The experimental results comprehensively demonstrate the superiority of the proposed algorithm in both simulated and physical environments. The simulation results in complicated ROS-based scenarios demonstrate that the proposed algorithm achieves a 100% planning success rate. Compared to the standard Informed-RRT* algorithm, its average computational time and joint-space path length are reduced by approximately 60.1% and 15.6%, respectively. Concurrently, kinematic analysis via Fourier curve fitting () confirms that the angular velocity and acceleration of each joint remain smooth and continuous, successfully eliminating high-frequency chattering. Crucially, these theoretical advantages successfully translated to real-world engineering applications. Physical verification experiments revealed that in the dense-obstacle scenarios, the TAD-IRRT* algorithm reduces the average execution time by 41% and increases the path execution success rate by 36.7% compared to the standard Informed-RRT*. This demonstrates that the TAD-IRRT* algorithm not only enhances spatial search efficiency but also ensures trajectory smoothness at the physical control level, thereby greatly improving operational reliability and safety in complicated orchards.

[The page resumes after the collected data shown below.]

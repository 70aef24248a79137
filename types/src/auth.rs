use serde::{Deserialize, Serialize};

/// Signup body.
#[derive(Clone, PartialEq, Eq, Serialize, Deserialize)]
pub struct Credentials {
    pub email: String,
    pub password: String,
}

impl Credentials {
    #[must_use]
    pub fn new(email: impl Into<String>, password: impl Into<String>) -> Self {
        Self {
            email: email.into(),
            password: password.into(),
        }
    }
}

// Manual Debug impl to prevent leaking passwords in logs.
impl std::fmt::Debug for Credentials {
    fn fmt(&self, f: &mut std::fmt::Formatter<'_>) -> std::fmt::Result {
        f.debug_struct("Credentials")
            .field("email", &self.email)
            .field("password", &"[REDACTED]")
            .finish()
    }
}

/// Login form fields. The email travels as `username`.
#[derive(Clone, Serialize, Deserialize)]
pub struct LoginForm {
    pub username: String,
    pub password: String,
}

impl From<Credentials> for LoginForm {
    fn from(value: Credentials) -> Self {
        Self {
            username: value.email,
            password: value.password,
        }
    }
}

#[derive(Debug, Clone, PartialEq, Eq, Serialize, Deserialize)]
pub struct TokenResponse {
    pub access_token: String,
    pub token_type: String,
}

impl TokenResponse {
    #[must_use]
    pub fn bearer(access_token: String) -> Self {
        Self {
            access_token,
            token_type: "bearer".to_string(),
        }
    }
}

#[cfg(test)]
mod tests {
    use super::Credentials;

    #[test]
    fn debug_redacts_password() {
        let creds = Credentials::new("a@b.c", "hunter2");
        let printed = format!("{creds:?}");
        assert!(printed.contains("a@b.c"));
        assert!(!printed.contains("hunter2"));
    }
}
use chrono::{DateTime, Utc};
use rusqlite::{OptionalExtension, params};

use crate::{
    Store, StoreError, StoreResult, format_timestamp, is_constraint_violation, parse_timestamp,
};

/// A registered account. Emails are stored lower-cased.
#[derive(Debug, Clone, PartialEq, Eq)]
pub struct UserRecord {
    pub email: String,
    pub password_hash: String,
    pub created_at: DateTime<Utc>,
}

fn normalize_email(email: &str) -> String {
    email.trim().to_lowercase()
}

impl Store {
    /// Register a user. Fails with [`StoreError::Conflict`] when the email is taken.
    pub fn create_user(&self, email: &str, password_hash: &str) -> StoreResult<UserRecord> {
        let record = UserRecord {
            email: normalize_email(email),
            password_hash: password_hash.to_string(),
            created_at: Utc::now(),
        };
        let conn = self.conn();
        let inserted = conn.execute(
            "INSERT INTO users (email, password_hash, created_at) VALUES (?1, ?2, ?3)",
            params![
                record.email,
                record.password_hash,
                format_timestamp(record.created_at)
            ],
        );
        match inserted {
            Ok(_) => Ok(record),
            Err(e) if is_constraint_violation(&e) => {
                Err(StoreError::Conflict(format!("user {}", record.email)))
            }
            Err(e) => Err(e.into()),
        }
    }

    pub fn find_user(&self, email: &str) -> StoreResult<Option<UserRecord>> {
        let conn = self.conn();
        let row = conn
            .query_row(
                "SELECT email, password_hash, created_at FROM users WHERE email = ?1",
                params![normalize_email(email)],
                |row| {
                    Ok((
                        row.get::<_, String>(0)?,
                        row.get::<_, String>(1)?,
                        row.get::<_, String>(2)?,
                    ))
                },
            )
            .optional()?;

        row.map(|(email, password_hash, created_at)| {
            Ok(UserRecord {
                email,
                password_hash,
                created_at: parse_timestamp(&created_at)?,
            })
        })
        .transpose()
    }
}
//! Plain-text views of the board.

use std::fmt::Write;

use focuslab_client::Board;
use focuslab_types::stats::{Progress, WeekSummary, habit_streak, month_progress};
use focuslab_types::text::{short_id, truncate_with_ellipsis};
use focuslab_types::{Day, Habit};

const ID_WIDTH: usize = 8;
const TEXT_WIDTH: usize = 48;
const HABIT_NAME_WIDTH: usize = 18;
const BAR_WIDTH: usize = 20;
const BANNER_WIDTH: usize = 72;

const MONTH_NAMES: [&str; 12] = [
    "January",
    "February",
    "March",
    "April",
    "May",
    "June",
    "July",
    "August",
    "September",
    "October",
    "November",
    "December",
];

fn fraction(progress: Progress) -> String {
    if progress.is_empty() {
        "0/0".to_string()
    } else {
        format!(
            "{}/{} ({:.0}%)",
            progress.completed,
            progress.total,
            progress.percent()
        )
    }
}

fn check(done: bool) -> &'static str {
    if done { "[x]" } else { "[ ]" }
}

/// Monday..Sunday columns, one block per day.
pub fn week(board: &Board, any_day: Day, today: Day) -> String {
    let days = any_day.week();
    let mut out = String::new();
    let _ = writeln!(out, "Week of {} to {}", days[0], days[6]);

    for day in days {
        let marker = if day == today { "*" } else { " " };
        let tasks: Vec<_> = board.tasks_on(day).collect();
        let _ = writeln!(
            out,
            "\n{marker}{} {}  {}",
            day.weekday_name(),
            day,
            fraction(board.progress_on(day))
        );
        if tasks.is_empty() {
            let _ = writeln!(out, "    (no tasks)");
        }
        for task in tasks {
            let _ = writeln!(
                out,
                "    {} {:<ID_WIDTH$}  {}",
                check(task.is_completed),
                short_id(task.id.as_str(), ID_WIDTH),
                truncate_with_ellipsis(&task.text, TEXT_WIDTH)
            );
        }
    }
    out
}

fn habit_row(slot: usize, habit: &Habit, days: &[Day; 7], today: Day) -> String {
    let name = truncate_with_ellipsis(&habit.name, HABIT_NAME_WIDTH);
    if habit.is_placeholder() {
        return format!("{slot}  {name:<HABIT_NAME_WIDTH$}  (rename to start tracking)");
    }
    let marks: Vec<&str> = days
        .iter()
        .map(|day| if habit.is_done_on(*day) { " x " } else { " . " })
        .collect();
    format!(
        "{slot}  {name:<HABIT_NAME_WIDTH$} {}  {:>3}",
        marks.join(" "),
        habit_streak(habit, today)
    )
}

/// Habit grid for the week containing `any_day`.
pub fn habits(board: &Board, any_day: Day, today: Day) -> String {
    let days = any_day.week();
    let mut out = String::new();
    let header: Vec<String> = days
        .iter()
        .map(|day| format!("{:<3}", day.weekday_name()))
        .collect();
    let _ = writeln!(
        out,
        "#  {:<HABIT_NAME_WIDTH$} {}  Streak",
        "Habit",
        header.join(" ")
    );
    for (index, habit) in board.habits().iter().enumerate() {
        let _ = writeln!(out, "{}", habit_row(index + 1, habit, &days, today));
    }
    out
}

fn bar(progress: Progress, scale: usize) -> String {
    let scale = scale.max(1);
    let filled = progress.total * BAR_WIDTH / scale;
    let done = progress.completed * BAR_WIDTH / scale;
    format!(
        "{}{}{}",
        "#".repeat(done),
        "-".repeat(filled.saturating_sub(done)),
        " ".repeat(BAR_WIDTH.saturating_sub(filled))
    )
}

/// Today, week and month completion plus a weekly bar chart.
pub fn stats(board: &Board, today: Day) -> String {
    let summary = WeekSummary::new(board.tasks(), today);
    let month = month_progress(board.tasks(), today.year(), today.month());
    let month_name = MONTH_NAMES
        .get(today.month().saturating_sub(1) as usize)
        .copied()
        .unwrap_or("Month");

    let mut out = String::new();
    let _ = writeln!(out, "Today       {}", fraction(board.progress_on(today)));
    let _ = writeln!(out, "This week   {}", fraction(summary.total()));
    let _ = writeln!(
        out,
        "{:<11} {}",
        format!("{month_name} {}", today.year()),
        fraction(month)
    );
    let _ = writeln!(out);
    for (day, progress) in &summary.days {
        let _ = writeln!(
            out,
            "{} |{}| {}/{}",
            day.weekday_name(),
            bar(*progress, summary.scale),
            progress.completed,
            progress.total
        );
    }

    let named: Vec<&Habit> = board.habits().iter().filter(|h| !h.is_placeholder()).collect();
    if !named.is_empty() {
        let _ = writeln!(out, "\nStreaks");
        for habit in named {
            let _ = writeln!(
                out,
                "  {:<HABIT_NAME_WIDTH$} {} day(s)",
                truncate_with_ellipsis(&habit.name, HABIT_NAME_WIDTH),
                habit_streak(habit, today)
            );
        }
    }
    out
}

/// Greedy word wrap; words longer than `width` are split.
fn wrap(text: &str, width: usize) -> Vec<String> {
    let mut lines = Vec::new();
    let mut current = String::new();
    let mut current_len = 0;
    for word in text.split_whitespace() {
        let chars: Vec<char> = word.chars().collect();
        for piece in chars.chunks(width.max(1)) {
            if current_len > 0 && current_len + 1 + piece.len() > width {
                lines.push(std::mem::take(&mut current));
                current_len = 0;
            }
            if current_len > 0 {
                current.push(' ');
                current_len += 1;
            }
            current.extend(piece);
            current_len += piece.len();
        }
    }
    if !current.is_empty() {
        lines.push(current);
    }
    lines
}

pub fn banner(quote: &str) -> String {
    let lines = wrap(quote, BANNER_WIDTH);
    let widest = lines.iter().map(|l| l.chars().count()).max().unwrap_or(0);
    let rule = "=".repeat(widest + 4);
    let mut out = rule.clone();
    for line in &lines {
        let _ = write!(out, "\n  {line}");
    }
    let _ = write!(out, "\n{rule}");
    out
}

Despite this excellent performance, certain limitations remain regarding the transition to real-world agricultural applications. The current collision detection approach utilizes a rigid geometric bounding volume method (sphere and capsule models), which may overestimate or underestimate collision risks when encountering highly irregular physical boundaries. Future research will focus on exploring flexible collision detection mechanisms integrated with real-time 3D visual perception to adapt to highly irregular branch and leaf boundaries. Furthermore, regarding the physical deployment, this study currently assumes a decoupled ‘stop-and-pick’ operational paradigm. Specifically, the mobile base is responsible for macroscopic navigation between tree rows and remains strictly stationary during the harvesting execution. Consequently, the proposed TAD-IRRT* algorithm focuses exclusively on the high-dimensional, fine-grained obstacle avoidance of the 6-DOF manipulator within the canopy, excluding the motion planning of the mobile base. Although this static-base assumption ensures operational stability and effectively reduces the planning dimensionality, integrating the mobile base and the manipulator into a coupled whole-body motion planning framework remains a promising direction for future research to further enhance continuous harvesting efficiency.